What is Hepatitis A?
Hepatitis A is a highly contagious liver infection.
Symptoms of Hep A include fatigue, nausea, abdominal pain, loss of appetite, low-grade fever, dark urine, itching, weight loss, or yellow skin and eyes.
Hep A occurs when one of these things occur, a person ingests contaminated fecal matter, eating food handled by someone with the virus who doesn't thoroughly wash his or her hands after using the toilet, drinking contaminated water, eating raw shellfish from water polluted with sewage, being in close contact with a person who's infected — even if that person has no signs or symptoms, having sex with someone who has the virus.
Immune Cells Involved
T-Cells are involved with immunity.
Hep A replicates through the lytic cycle.
Steps of the Lytic Cycle
First the virus attaches, then the viral DNA circularizes, the new viral DNA and proteins are synthesized, finally the cell lyses (bursts) releasing viruses.

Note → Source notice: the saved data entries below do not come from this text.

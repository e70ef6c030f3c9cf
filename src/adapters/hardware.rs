//! Hardware adapter: bridges real peripherals to domain port traits.
//!
//! Owns the [`SensorHub`] and all actuator drivers, exposing them
//! through [`SensorPort`] and [`ActuatorPort`].  This is the only
//! module in the system that touches actual hardware.  On non-espidf
//! targets, the underlying drivers use cfg-gated simulation stubs.

use embedded_hal::delay::DelayNs;
use embedded_hal::i2c::I2c;

use crate::app::ports::{ActuatorPort, SensorPort};
use crate::drivers::button::ButtonDriver;
use crate::drivers::buzzer::BuzzerDriver;
use crate::drivers::network_led::NetworkLed;
use crate::drivers::status_led::StatusLed;
use crate::error::SensorError;
use crate::sensors::SensorHub;
use crate::telemetry::RawReading;

/// Concrete adapter that combines all hardware behind port traits.
pub struct HardwareAdapter<I2C, D> {
    sensor_hub: SensorHub<I2C, D>,
    buzzer: BuzzerDriver,
    led: StatusLed,
    network_led: NetworkLed,
    button: ButtonDriver,
}

impl<I2C: I2c, D: DelayNs> HardwareAdapter<I2C, D> {
    pub fn new(
        sensor_hub: SensorHub<I2C, D>,
        buzzer: BuzzerDriver,
        led: StatusLed,
        network_led: NetworkLed,
        button: ButtonDriver,
    ) -> Self {
        Self {
            sensor_hub,
            buzzer,
            led,
            network_led,
            button,
        }
    }

    pub fn buzzer(&self) -> &BuzzerDriver {
        &self.buzzer
    }

    pub fn status_led(&self) -> &StatusLed {
        &self.led
    }

    pub fn network_led(&self) -> &NetworkLed {
        &self.network_led
    }
}

// ── SensorPort implementation ─────────────────────────────────

impl<I2C: I2c, D: DelayNs> SensorPort for HardwareAdapter<I2C, D> {
    fn read_raw(&mut self) -> Result<RawReading, SensorError> {
        self.sensor_hub.read()
    }

    fn button_pressed(&mut self) -> bool {
        self.button.poll_press()
    }
}

// ── ActuatorPort implementation ───────────────────────────────

impl<I2C: I2c, D: DelayNs> ActuatorPort for HardwareAdapter<I2C, D> {
    fn set_buzzer(&mut self, on: bool) {
        self.buzzer.set(on);
    }

    fn set_status_led(&mut self, r: u8, g: u8, b: u8) {
        self.led.set_colour(r, g, b);
    }

    fn set_network_led(&mut self, on: bool) {
        self.network_led.set(on);
    }

    fn all_off(&mut self) {
        self.buzzer.set(false);
        self.led.off();
        self.network_led.set(false);
    }
}
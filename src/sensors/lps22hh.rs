//! ST LPS22HH barometric pressure sensor.
//!
//! Register-mapped I²C device.  Pressure is a 24-bit two's-complement
//! value in LSB/4096 hPa; temperature is 16-bit in LSB/100 °C.  The
//! register address auto-increments (CTRL_REG2.IF_ADD_INC, default on),
//! so one burst read covers both.

use embedded_hal::i2c::I2c;
use log::info;

use crate::error::SensorError;

/// SA0 pulled high.
pub const LPS22HH_ADDR: u8 = 0x5D;

const REG_WHO_AM_I: u8 = 0x0F;
const REG_CTRL_REG1: u8 = 0x10;
const REG_PRESS_OUT_XL: u8 = 0x28;

const WHO_AM_I_VALUE: u8 = 0xB3;
/// ODR = 1 Hz, block data update.
const CTRL_REG1_1HZ_BDU: u8 = 0x12;

#[derive(Debug, Clone, Copy, PartialEq)]
pub struct PressureReading {
    pub pressure_hpa: f32,
    pub temperature_c: f32,
}

pub struct Lps22hh {
    address: u8,
}

impl Default for Lps22hh {
    fn default() -> Self {
        Self::new(LPS22HH_ADDR)
    }
}

impl Lps22hh {
    pub fn new(address: u8) -> Self {
        Self { address }
    }

    /// Check the device ID and start continuous conversion.
    pub fn init<I: I2c>(&self, i2c: &mut I) -> Result<(), SensorError> {
        let mut id = [0u8; 1];
        i2c.write_read(self.address, &[REG_WHO_AM_I], &mut id)
            .map_err(|_| SensorError::Bus)?;
        if id[0] != WHO_AM_I_VALUE {
            return Err(SensorError::OutOfRange);
        }
        i2c.write(self.address, &[REG_CTRL_REG1, CTRL_REG1_1HZ_BDU])
            .map_err(|_| SensorError::Bus)?;
        info!("LPS22HH: online at 0x{:02X}, 1 Hz", self.address);
        Ok(())
    }

    pub fn read<I: I2c>(&self, i2c: &mut I) -> Result<PressureReading, SensorError> {
        let mut buf = [0u8; 5];
        i2c.write_read(self.address, &[REG_PRESS_OUT_XL], &mut buf)
            .map_err(|_| SensorError::Bus)?;
        Ok(decode(&buf))
    }
}

fn decode(buf: &[u8; 5]) -> PressureReading {
    // Sign-extend the 24-bit pressure through the top byte of an i32.
    let raw_p = i32::from_le_bytes([0, buf[0], buf[1], buf[2]]) >> 8;
    let raw_t = i16::from_le_bytes([buf[3], buf[4]]);
    PressureReading {
        pressure_hpa: raw_p as f32 / 4096.0,
        temperature_c: f32::from(raw_t) / 100.0,
    }
}

#[cfg(test)]
mod tests {
    use super::*;
    use crate::sensors::mock::MockBus;

    #[test]
    fn decodes_datasheet_scale() {
        // 1013.25 hPa * 4096 = 4_150_272 = 0x3F_5400; 23.45 °C = 2345 = 0x0929
        let r = decode(&[0x00, 0x54, 0x3F, 0x29, 0x09]);
        assert!((r.pressure_hpa - 1013.25).abs() < 0.001);
        assert!((r.temperature_c - 23.45).abs() < 0.001);
    }

    #[test]
    fn negative_temperature() {
        let r = decode(&[0x00, 0x00, 0x3E, 0x0C, 0xFE]); // -5.00 °C
        assert!((r.temperature_c + 5.0).abs() < 0.001);
    }

    #[test]
    fn init_rejects_wrong_device() {
        let mut bus = MockBus::default();
        bus.reads.push_back(vec![0xB1]);
        assert_eq!(Lps22hh::default().init(&mut bus), Err(SensorError::OutOfRange));
    }

    #[test]
    fn init_configures_odr() {
        let mut bus = MockBus::default();
        bus.reads.push_back(vec![WHO_AM_I_VALUE]);
        Lps22hh::default().init(&mut bus).unwrap();
        assert_eq!(bus.writes, vec![vec![REG_WHO_AM_I], vec![REG_CTRL_REG1, 0x12]]);
    }
}
//! End-to-end tests for the event loop: timers → queue → service → ports.

use co2monitor::alarm::AlarmState;
use co2monitor::app::events::AppEvent;
use co2monitor::app::ports::Inbound;
use co2monitor::app::service::Flow;
use co2monitor::config::SystemConfig;
use co2monitor::error::SensorError;
use co2monitor::scheduler::TimerId;
use co2monitor::supervisor::{ExitCode, LivenessFault};
use serde_json::Value;

use crate::mock_hw::{make_loop, run, ActuatorCall, MockCloud, TestLoop};

fn method_call(request_id: u32, name: &str) -> Inbound {
    Inbound::MethodCall {
        request_id,
        name: name.try_into().unwrap(),
        payload: Value::Null,
    }
}

/// Step until the loop asks to exit; returns the exit time and code.
fn run_until_exit(lp: &mut TestLoop, from: u64, limit: u64) -> (u64, ExitCode) {
    let mut t = from;
    loop {
        assert!(t <= limit, "no exit before {limit}ms");
        if let Flow::Exit(code) = lp.step(t) {
            return (t, code);
        }
        t += 500;
    }
}

// ── Alarm hysteresis ──────────────────────────────────────────

#[test]
fn reference_scenario_holds_alarm_through_cooldown() {
    let mut lp = make_loop(SystemConfig::default(), MockCloud::default());

    let readings = [800.0, 950.0, 1050.0, 1040.0, 990.0, 900.0];
    let mut states = Vec::new();
    for (i, co2) in readings.into_iter().enumerate() {
        lp.ports_mut().hw.co2 = co2;
        lp.step(500 * (i as u64 + 1));
        states.push(lp.app().alarm_state());
    }
    use AlarmState::{Alerting, Normal};
    assert_eq!(states, [Normal, Normal, Alerting, Alerting, Alerting, Alerting]);

    // First below-threshold sample was at 2500 ms; cooldown ends at 10500.
    run(&mut lp, 3_500, 10_000, 500);
    assert_eq!(lp.app().alarm_state(), Alerting);

    lp.step(10_500);
    assert_eq!(lp.app().alarm_state(), Normal);
    assert!(!lp.ports().hw.buzzer_on());
    assert!(!lp.scheduler().is_armed(TimerId::AlertPulse));
}

#[test]
fn recrossing_restarts_cooldown() {
    let mut lp = make_loop(SystemConfig::default(), MockCloud::default());
    lp.ports_mut().hw.co2 = 1_200.0;
    lp.step(500);
    assert_eq!(lp.app().alarm_state(), AlarmState::Alerting);

    lp.ports_mut().hw.co2 = 900.0;
    run(&mut lp, 1_000, 4_500, 500);
    lp.ports_mut().hw.co2 = 1_100.0;
    lp.step(5_000);
    lp.ports_mut().hw.co2 = 900.0;
    run(&mut lp, 5_500, 13_000, 500);
    assert_eq!(lp.app().alarm_state(), AlarmState::Alerting);

    lp.step(13_500);
    assert_eq!(lp.app().alarm_state(), AlarmState::Normal);
}

#[test]
fn alert_pulses_repeat_every_period() {
    let mut lp = make_loop(SystemConfig::default(), MockCloud::default());
    lp.ports_mut().hw.co2 = 2_000.0;
    run(&mut lp, 500, 17_500, 500);

    // Entry pulse at 500, then pulses at 8500 and 16500.
    assert_eq!(lp.ports().hw.buzzer_pulses(), 3);
    assert!(!lp.ports().hw.buzzer_on());
}

#[test]
fn quiet_mode_button_mutes_buzzer() {
    let mut lp = make_loop(SystemConfig::default(), MockCloud::default());
    lp.ports_mut().hw.presses.push_back(true);
    lp.step(100);
    assert!(lp.app().quiet_mode());

    lp.ports_mut().hw.co2 = 1_500.0;
    run(&mut lp, 500, 9_000, 500);
    assert_eq!(lp.app().alarm_state(), AlarmState::Alerting);
    assert_eq!(lp.ports().hw.buzzer_pulses(), 0);

    lp.ports_mut().hw.presses.push_back(true);
    run(&mut lp, 9_100, 16_500, 100);
    assert!(!lp.app().quiet_mode());
    assert_eq!(lp.ports().hw.buzzer_pulses(), 1);
}

// ── Liveness ──────────────────────────────────────────────────

#[test]
fn watchdog_kicks_while_sampling_then_restarts_on_streak() {
    let mut lp = make_loop(SystemConfig::default(), MockCloud::default());
    run(&mut lp, 500, 90_000, 500);
    assert_eq!(lp.ports().system.kicks, 3);

    // Streak reaches 60 at 120 s (still tolerated), 120 at 150 s.
    lp.ports_mut().hw.fail = Some(SensorError::Bus);
    let (at, code) = run_until_exit(&mut lp, 90_500, 200_000);

    assert_eq!(code, ExitCode::LivenessRestart);
    assert_eq!(at, 155_000);
    assert_eq!(lp.ports().system.kicks, 4);
    assert!(lp.ports().sink.events.contains(&AppEvent::LivenessFailed(
        LivenessFault::FailureStreak(120)
    )));
    assert_eq!(lp.ports().hw.calls.last(), Some(&ActuatorCall::AllOff));
}

#[test]
fn missing_samples_trigger_stale_restart() {
    let mut lp = make_loop(SystemConfig::default(), MockCloud::default());
    lp.ports_mut().hw.fail = Some(SensorError::NotReady);

    let (at, code) = run_until_exit(&mut lp, 500, 200_000);
    assert_eq!(code, ExitCode::LivenessRestart);
    assert_eq!(at, 155_000);
    assert_eq!(lp.app().failure_streak(), 0);
    assert!(lp.ports().sink.events.contains(&AppEvent::LivenessFailed(
        LivenessFault::StaleSamples(150_000)
    )));
}

// ── Direct methods ────────────────────────────────────────────

#[test]
fn restart_device_acks_then_exits_after_grace() {
    let mut lp = make_loop(SystemConfig::default(), MockCloud::online());
    lp.ports_mut().cloud.inbound.push_back(method_call(7, "RestartDevice"));
    lp.step(1_000);

    let (id, resp) = &lp.ports().cloud.responses[0];
    assert_eq!(*id, 7);
    assert_eq!(resp.status, 200);
    assert_eq!(resp.payload["message"], "Restarting device in 5 seconds");
    assert_eq!(lp.app().pending_restart(), Some(ExitCode::RestartRequested));

    let (at, code) = run_until_exit(&mut lp, 1_500, 20_000);
    assert_eq!((at, code), (6_000, ExitCode::RestartRequested));
}

#[test]
fn unknown_method_is_404() {
    let mut lp = make_loop(SystemConfig::default(), MockCloud::online());
    lp.ports_mut().cloud.inbound.push_back(method_call(8, "FactoryReset"));
    lp.step(1_000);

    let (id, resp) = &lp.ports().cloud.responses[0];
    assert_eq!(*id, 8);
    assert_eq!(resp.status, 404);
    assert_eq!(lp.app().pending_restart(), None);
    assert!(!lp.scheduler().is_armed(TimerId::DelayedRestart));
}

// ── Telemetry and network LED ─────────────────────────────────

#[test]
fn telemetry_published_every_minute() {
    let mut lp = make_loop(SystemConfig::default(), MockCloud::online());
    lp.ports_mut().hw.co2 = 742.0;
    run(&mut lp, 500, 120_000, 500);

    let sent = &lp.ports().cloud.telemetry;
    assert_eq!(sent.len(), 2);
    let body: Value = serde_json::from_str(&sent[0]).unwrap();
    assert_eq!(body["co2"], 742);
    assert_eq!(body["humidity"], 45.0);
}

#[test]
fn telemetry_failure_is_dropped_not_retried() {
    let mut cloud = MockCloud::online();
    cloud.fail = true;
    let mut lp = make_loop(SystemConfig::default(), cloud);
    run(&mut lp, 500, 60_000, 500);
    assert!(lp.ports().cloud.telemetry.is_empty());

    lp.ports_mut().cloud.fail = false;
    run(&mut lp, 60_500, 119_500, 500);
    assert!(lp.ports().cloud.telemetry.is_empty());
    lp.step(120_000);
    assert_eq!(lp.ports().cloud.telemetry.len(), 1);
}

#[test]
fn network_led_flashes_only_while_connected() {
    let mut lp = make_loop(SystemConfig::default(), MockCloud::default());
    run(&mut lp, 100, 1_000, 100);
    assert!(!lp.ports().hw.calls.contains(&ActuatorCall::NetworkLed(true)));

    lp.ports_mut().cloud.connected = true;
    lp.step(1_500);
    assert_eq!(
        lp.ports()
            .hw
            .calls
            .iter()
            .rev()
            .find(|c| matches!(c, ActuatorCall::NetworkLed(_))),
        Some(&ActuatorCall::NetworkLed(true))
    );
    lp.step(1_600);
    assert_eq!(
        lp.ports()
            .hw
            .calls
            .iter()
            .rev()
            .find(|c| matches!(c, ActuatorCall::NetworkLed(_))),
        Some(&ActuatorCall::NetworkLed(false))
    );
    assert!(lp
        .ports()
        .sink
        .events
        .contains(&AppEvent::ConnectionChanged(true)));
}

Hep A can be treated by rest, hydration, avoiding alcohol, avoiding fatty foods. The liver will clear up virus on its own.
One way to prevent Hep A is to get a shot, if you are traveling to areas where there is a Hep A outbreak peel all fruits and veggies before eating, avoid raw or under cooked meat and fish, drink bottled water and use it when brushing your teeth, don't drink beverages that aren't yours or have been not boiled, and practice good hygiene.